Erstmals haben Wissenschafter mit ihrer Arbeit Pollentrends auf kontinentaler Ebene mit der Entwicklung der Temperatur in Zusammenhang gebracht. Schon eine Reihe kleinerer Studie, die allerdings für gewöhnlich in Gewächshäusern an kleinen Pflanzen stattfinden, hatten schon deutliche Zusammenhänge hervorgebracht.

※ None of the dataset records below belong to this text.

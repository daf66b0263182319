//! JSON body extractor whose failures use the API's error format.

use axum::extract::rejection::JsonRejection;
use axum::extract::{FromRequest, Request};
use axum::Json;
use serde::de::DeserializeOwned;

use crate::error::AppError;

/// Drop-in replacement for [`axum::Json`] in request position.
///
/// A malformed body, a missing field or a missing `Content-Type` is
/// rejected as `400 VALIDATION_ERROR` with the decoder's message instead
/// of axum's plain-text rejection.
#[derive(Debug, Clone, Copy, Default)]
pub struct JsonBody<T>(pub T);

impl<T, S> FromRequest<S> for JsonBody<T>
where
    T: DeserializeOwned,
    S: Send + Sync,
{
    type Rejection = AppError;

    async fn from_request(req: Request, state: &S) -> Result<Self, Self::Rejection> {
        let Json(value) = Json::<T>::from_request(req, state)
            .await
            .map_err(|rejection: JsonRejection| {
                tracing::debug!(error = %rejection, "Rejected request body");
                AppError::BadRequest(rejection.body_text())
            })?;
        Ok(Self(value))
    }
}
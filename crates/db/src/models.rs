//! Query and aggregate DTOs for history browsing.

use std::cmp::Ordering;

use foresight_core::job::{Job, JobStatus};
use serde::{Deserialize, Serialize};

/// Maximum page size for job listing.
pub const MAX_LIMIT: i64 = 200;

/// Default page size for job listing.
pub const DEFAULT_LIMIT: i64 = 50;

/// Column a listing is ordered by.
#[derive(Debug, Clone, Copy, Default, PartialEq, Eq, Serialize, Deserialize)]
#[serde(rename_all = "snake_case")]
pub enum SortField {
    #[default]
    CreatedAt,
    UpdatedAt,
    Progress,
}

impl SortField {
    /// Column name used by the SQL backend.
    pub fn column(self) -> &'static str {
        match self {
            Self::CreatedAt => "created_at",
            Self::UpdatedAt => "updated_at",
            Self::Progress => "progress",
        }
    }

    /// Ascending comparison of two jobs on this field.
    pub fn compare(self, a: &Job, b: &Job) -> Ordering {
        match self {
            Self::CreatedAt => a.created_at.cmp(&b.created_at),
            Self::UpdatedAt => a.updated_at.cmp(&b.updated_at),
            Self::Progress => a.progress.total_cmp(&b.progress),
        }
    }
}

/// Query parameters for `GET /api/v1/jobs`.
#[derive(Debug, Clone, Default, Deserialize)]
pub struct JobListQuery {
    /// Only jobs in this status.
    pub status: Option<JobStatus>,
    /// Case-insensitive substring of the question or definition.
    pub search: Option<String>,
    pub sort_by: Option<SortField>,
    /// Defaults to `true` (newest first).
    pub sort_desc: Option<bool>,
    /// Maximum number of results. Defaults to 50, capped at 200.
    pub limit: Option<i64>,
    /// Number of results to skip. Defaults to 0.
    pub offset: Option<i64>,
}

impl JobListQuery {
    pub fn limit(&self) -> i64 {
        self.limit.unwrap_or(DEFAULT_LIMIT).clamp(1, MAX_LIMIT)
    }

    pub fn offset(&self) -> i64 {
        self.offset.unwrap_or(0).max(0)
    }

    pub fn sort_by(&self) -> SortField {
        self.sort_by.unwrap_or_default()
    }

    pub fn sort_desc(&self) -> bool {
        self.sort_desc.unwrap_or(true)
    }

    /// Trimmed search term, `None` when absent or blank.
    pub fn search_term(&self) -> Option<&str> {
        self.search
            .as_deref()
            .map(str::trim)
            .filter(|s| !s.is_empty())
    }

    /// Whether `job` passes the status and search filters.
    pub fn matches(&self, job: &Job) -> bool {
        if let Some(status) = self.status {
            if job.status != status {
                return false;
            }
        }
        match self.search_term() {
            Some(term) => {
                let term = term.to_lowercase();
                job.request.question.to_lowercase().contains(&term)
                    || job.request.definition.to_lowercase().contains(&term)
            }
            None => true,
        }
    }
}

/// One page of a job listing.
#[derive(Debug, Clone, Serialize, Deserialize)]
pub struct JobPage {
    pub jobs: Vec<Job>,
    /// Matching jobs before pagination.
    pub total: i64,
    pub limit: i64,
    pub offset: i64,
}

/// Aggregate statistics across all stored jobs.
#[derive(Debug, Clone, Default, PartialEq, Serialize, Deserialize)]
pub struct JobStatistics {
    pub total_jobs: i64,
    pub pending_jobs: i64,
    pub running_jobs: i64,
    pub completed_jobs: i64,
    pub failed_jobs: i64,
    /// Completed jobs as a percentage of all jobs.
    pub success_rate: f64,
    /// Mean duration of completed jobs that recorded one.
    pub average_duration_seconds: f64,
}

impl JobStatistics {
    /// Compute statistics from an in-memory set of jobs.
    pub fn from_jobs<'a>(jobs: impl IntoIterator<Item = &'a Job>) -> Self {
        let mut stats = Self::default();
        let mut duration_sum = 0.0;
        let mut duration_count = 0u32;

        for job in jobs {
            stats.total_jobs += 1;
            match job.status {
                JobStatus::Pending => stats.pending_jobs += 1,
                JobStatus::Running => stats.running_jobs += 1,
                JobStatus::Completed => {
                    stats.completed_jobs += 1;
                    if let Some(d) = job.duration_seconds {
                        duration_sum += d;
                        duration_count += 1;
                    }
                }
                JobStatus::Failed => stats.failed_jobs += 1,
            }
        }

        stats.success_rate = success_rate(stats.completed_jobs, stats.total_jobs);
        if duration_count > 0 {
            stats.average_duration_seconds = duration_sum / f64::from(duration_count);
        }
        stats
    }
}

/// Percentage of `completed` over `total`, `0.0` when there are no jobs.
pub fn success_rate(completed: i64, total: i64) -> f64 {
    if total > 0 {
        completed as f64 / total as f64 * 100.0
    } else {
        0.0
    }
}
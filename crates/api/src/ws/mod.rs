//! WebSocket infrastructure for real-time job updates.
//!
//! Provides the per-job subscriber registry, heartbeat monitoring, and the
//! HTTP upgrade handler used by Axum routes.

mod handler;
mod heartbeat;
pub mod manager;

pub use handler::ws_handler;
pub use heartbeat::start_heartbeat;
pub use manager::{Subscription, WsManager, WsSender};
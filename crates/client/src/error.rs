use foresight_core::types::JobId;

/// Errors raised by the status client transports.
#[derive(Debug, thiserror::Error)]
pub enum ClientError {
    /// Failed to establish the push connection.
    #[error("Connection error: {0}")]
    Connection(String),

    /// A malformed or unexpected frame on an established connection.
    #[error("Protocol error: {0}")]
    Protocol(String),

    /// The server does not know the job.
    #[error("Job {0} not found")]
    NotFound(JobId),

    /// The server answered with an unexpected status code.
    #[error("API error ({status}): {body}")]
    Api { status: u16, body: String },

    /// The HTTP request itself failed.
    #[error("HTTP request failed: {0}")]
    Http(#[from] reqwest::Error),
}
//! Handlers for the `/jobs` resource and aggregate statistics.

use axum::extract::{Path, Query, State};
use axum::http::StatusCode;
use axum::response::IntoResponse;
use axum::Json;
use foresight_core::error::CoreError;
use foresight_core::types::JobId;
use foresight_db::models::JobListQuery;

use crate::error::AppResult;
use crate::response::DataResponse;
use crate::state::AppState;

// ---------------------------------------------------------------------------
// Get
// ---------------------------------------------------------------------------

/// GET /api/v1/jobs/{id}
///
/// Current record of a job. 404 if the id is unknown.
pub async fn get_job(
    State(state): State<AppState>,
    Path(job_id): Path<JobId>,
) -> AppResult<impl IntoResponse> {
    let job = state
        .store
        .get(job_id)
        .await?
        .ok_or_else(|| CoreError::job_not_found(job_id))?;
    Ok(Json(DataResponse { data: job }))
}

// ---------------------------------------------------------------------------
// List
// ---------------------------------------------------------------------------

/// GET /api/v1/jobs
///
/// Job history. Supports `status`, `search`, `sort_by`, `sort_desc`,
/// `limit` and `offset` query parameters.
pub async fn list_jobs(
    State(state): State<AppState>,
    Query(params): Query<JobListQuery>,
) -> AppResult<impl IntoResponse> {
    let page = state.store.list(&params).await?;
    Ok(Json(DataResponse { data: page }))
}

// ---------------------------------------------------------------------------
// Delete
// ---------------------------------------------------------------------------

/// DELETE /api/v1/jobs/{id}
///
/// Remove a job record. Idempotent: deleting an unknown id also returns 204.
/// A running job stops processing and its subscribers are closed.
pub async fn delete_job(
    State(state): State<AppState>,
    Path(job_id): Path<JobId>,
) -> AppResult<impl IntoResponse> {
    state.processor.delete_job(job_id).await?;
    Ok(StatusCode::NO_CONTENT)
}

// ---------------------------------------------------------------------------
// Statistics
// ---------------------------------------------------------------------------

/// GET /api/v1/statistics
pub async fn get_statistics(State(state): State<AppState>) -> AppResult<impl IntoResponse> {
    let stats = state.store.statistics().await?;
    Ok(Json(DataResponse { data: stats }))
}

Für ihre aktuelle Studie erstellte das Wissenschafterteam zwischen 1990 und 2018 Messungen an 60 Pollenzählstationen in den USA und Kanada, die vom National Allergy Bureau verwaltet wurden. Dabei zeigte sich, dass die Pollenmengen im Untersuchungszeitraum um rund 21 Prozent zugenommen haben. Die Saison beginnt heute etwa 20 Tage früher als 1990, was darauf hindeutet, dass die Erwärmung dazu führt, dass das interne Timing der Pflanzen zu einer früheren Pollenproduktion im Jahr führt.
Ihre statistischen Methoden zu den Pollentrends wendeten die Forscher in Verbindung mit fast zwei Dutzend unterschiedlichen Klimamodellen an. Die Ergebnisse zeigen nun, dass der Klimawandel alleine etwa die Hälfte der Verlängerung der Saison und etwa acht Prozent der Zunahme der Pollenmenge ausmachen könnte.

Beschleunigung in Sicht

Durch die Aufteilung der Studienjahre in zwei Zeiträume - nämlich 1990 bis 2003 sowie von 2003 bis 2018 - stellten die Forscher zudem fest, dass sich der Beitrag der Erderwärmung zur Erhöhung der Pollenmengen beschleunigt.

"Der Klimawandel ist nicht weit entfernt. Er ist bereits in jedem Frühlingshauch vorhanden und erhöht das menschliche Leid", betont Anderegg. Die größte Frage sei, ob der Mensch der Herausforderung gewachsen sei, um diese anzugehen, schließen die Wissenschafter.